- 15mins + chilling
- 2 cups (440g) caster sugar
- 200ml lukewarm water
- 6 tsp powdered gelatine
- 1/2 cup cold water
- 1 tsp Queen Organic Vanilla Bean Paste
- 2 cups toasted dessicated coconut
Grease and line a 3cm deep, 16.5×26.5cm (base) slab pan, allowing paper to hang over sides.
Combine the sugar and luke warm water into a saucepan and cook over medium heat, stirring constantly, until sugar dissolves. Brush sides of pan with a wet pastry brush to dissolve any sugar crystals. Bring to boil and boil gently, without stirring for 5 minutes until a candy thermometer reaches 110°C.

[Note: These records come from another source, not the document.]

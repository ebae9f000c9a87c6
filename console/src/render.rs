use tictactoe_common::tictactoe::{Board, board_rows};

/// Three pipe-delimited rows, e.g. `| X | O |   |`.
pub fn render_board(board: &Board) -> String {
    let mut out = String::new();
    for row in board_rows(board) {
        let cells: Vec<String> = row.iter().map(|mark| mark.to_string()).collect();
        out.push_str("| ");
        out.push_str(&cells.join(" | "));
        out.push_str(" |\n");
    }
    out
}

/// Square numbers laid out like the board, shown before the first prompt.
pub fn render_square_numbers() -> String {
    let mut out = String::new();
    for row in 0..3 {
        let cells: Vec<String> = (0..3).map(|col| (row * 3 + col).to_string()).collect();
        out.push_str("| ");
        out.push_str(&cells.join(" | "));
        out.push_str(" |\n");
    }
    out
}

#[cfg(test)]
mod tests {
    use super::*;
    use tictactoe_common::tictactoe::parse_board;

    #[test]
    fn test_render_board() {
        let state = parse_board("XO.......").unwrap();
        assert_eq!(
            render_board(state.board()),
            "| X | O |   |\n|   |   |   |\n|   |   |   |\n"
        );
    }

    #[test]
    fn test_render_square_numbers() {
        assert_eq!(
            render_square_numbers(),
            "| 0 | 1 | 2 |\n| 3 | 4 | 5 |\n| 6 | 7 | 8 |\n"
        );
    }
}
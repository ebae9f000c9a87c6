use super::types::{BOARD_CELLS, BOARD_WIDTH, Mark, Move};

pub type Board = [Mark; BOARD_CELLS];

pub fn empty_board() -> Board {
    [Mark::Empty; BOARD_CELLS]
}

/// Empty cells in ascending index order. Search tie-breaking depends on this order.
pub fn get_available_moves(board: &Board) -> Vec<Move> {
    let mut moves = Vec::with_capacity(BOARD_CELLS);
    for (square, &cell) in board.iter().enumerate() {
        if cell == Mark::Empty {
            moves.push(square);
        }
    }
    moves
}

pub fn count_marks(board: &Board, mark: Mark) -> usize {
    board.iter().filter(|&&cell| cell == mark).count()
}

pub fn is_board_full(board: &Board) -> bool {
    board.iter().all(|&cell| cell != Mark::Empty)
}

pub fn board_rows(board: &Board) -> impl Iterator<Item = &[Mark]> {
    board.chunks(BOARD_WIDTH)
}

/// Compact row-major form, `.` for empty cells, e.g. `XX.OO....`.
pub fn format_board(board: &Board) -> String {
    board
        .iter()
        .map(|&cell| match cell {
            Mark::Empty => '.',
            mark => mark.to_char(),
        })
        .collect()
}
use serde::{Deserialize, Serialize};
use std::path::Path;
use tictactoe_common::config::{
    ConfigManager, FileContentConfigProvider, Validate, YamlConfigSerializer,
};
use tictactoe_common::tictactoe::FirstPlayerMode;

pub const CONFIG_FILE: &str = "tictactoe_config.yaml";

const MAX_ROUNDS: u32 = 100;

pub fn get_config_manager(
    path: &Path,
) -> ConfigManager<FileContentConfigProvider, Config, YamlConfigSerializer> {
    ConfigManager::from_yaml_file(path)
}

#[derive(Debug, PartialEq, Serialize, Deserialize, Clone, Default)]
pub struct Config {
    pub game: GameConfig,
    pub analysis: AnalysisConfig,
}

impl Validate for Config {
    fn validate(&self) -> Result<(), String> {
        self.game.validate()?;
        Ok(())
    }
}

#[derive(Debug, PartialEq, Serialize, Deserialize, Clone)]
pub struct GameConfig {
    pub first_player: FirstPlayerMode,
    pub rounds: u32,
    pub show_search_stats: bool,
}

impl Default for GameConfig {
    fn default() -> Self {
        Self {
            first_player: FirstPlayerMode::Ai,
            rounds: 1,
            show_search_stats: true,
        }
    }
}

impl Validate for GameConfig {
    fn validate(&self) -> Result<(), String> {
        if self.rounds == 0 {
            return Err("rounds must be greater than 0".to_string());
        }
        if self.rounds > MAX_ROUNDS {
            return Err(format!("rounds must not exceed {}", MAX_ROUNDS));
        }
        Ok(())
    }
}

#[derive(Debug, PartialEq, Serialize, Deserialize, Clone, Default)]
pub struct AnalysisConfig {
    /// Also run the search without pruning and report both node counts.
    pub compare_unpruned: bool,
}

Sprinkle the gelatine over cold water and stir with a fork to combine. Spoon the gelatine mixture into hot sugar syrup and cook, whisking constantly until the gelatine has dissolved then bring to a gentle boil. Pour into mixer bowl and set aside for 60 minutes to cool to room temperature.
Add the vanilla to the gelatine mixture. Assemble the mixer using whisk attachment. Place bowl onto mixer. Slowly turn mixer to AERATE/WHIP setting and whisk for 4½ – 5 minutes, or until the mixture is very thick and white.
Spoon into the prepared pan, smooth surface and set aside to cool. Once set (about 1 hour in fridge, 2 hours room temperature) turn out of the pan and use a wet knife to cut into 24 squares. Toss in coconut and set aside until surface feels dry. Serve.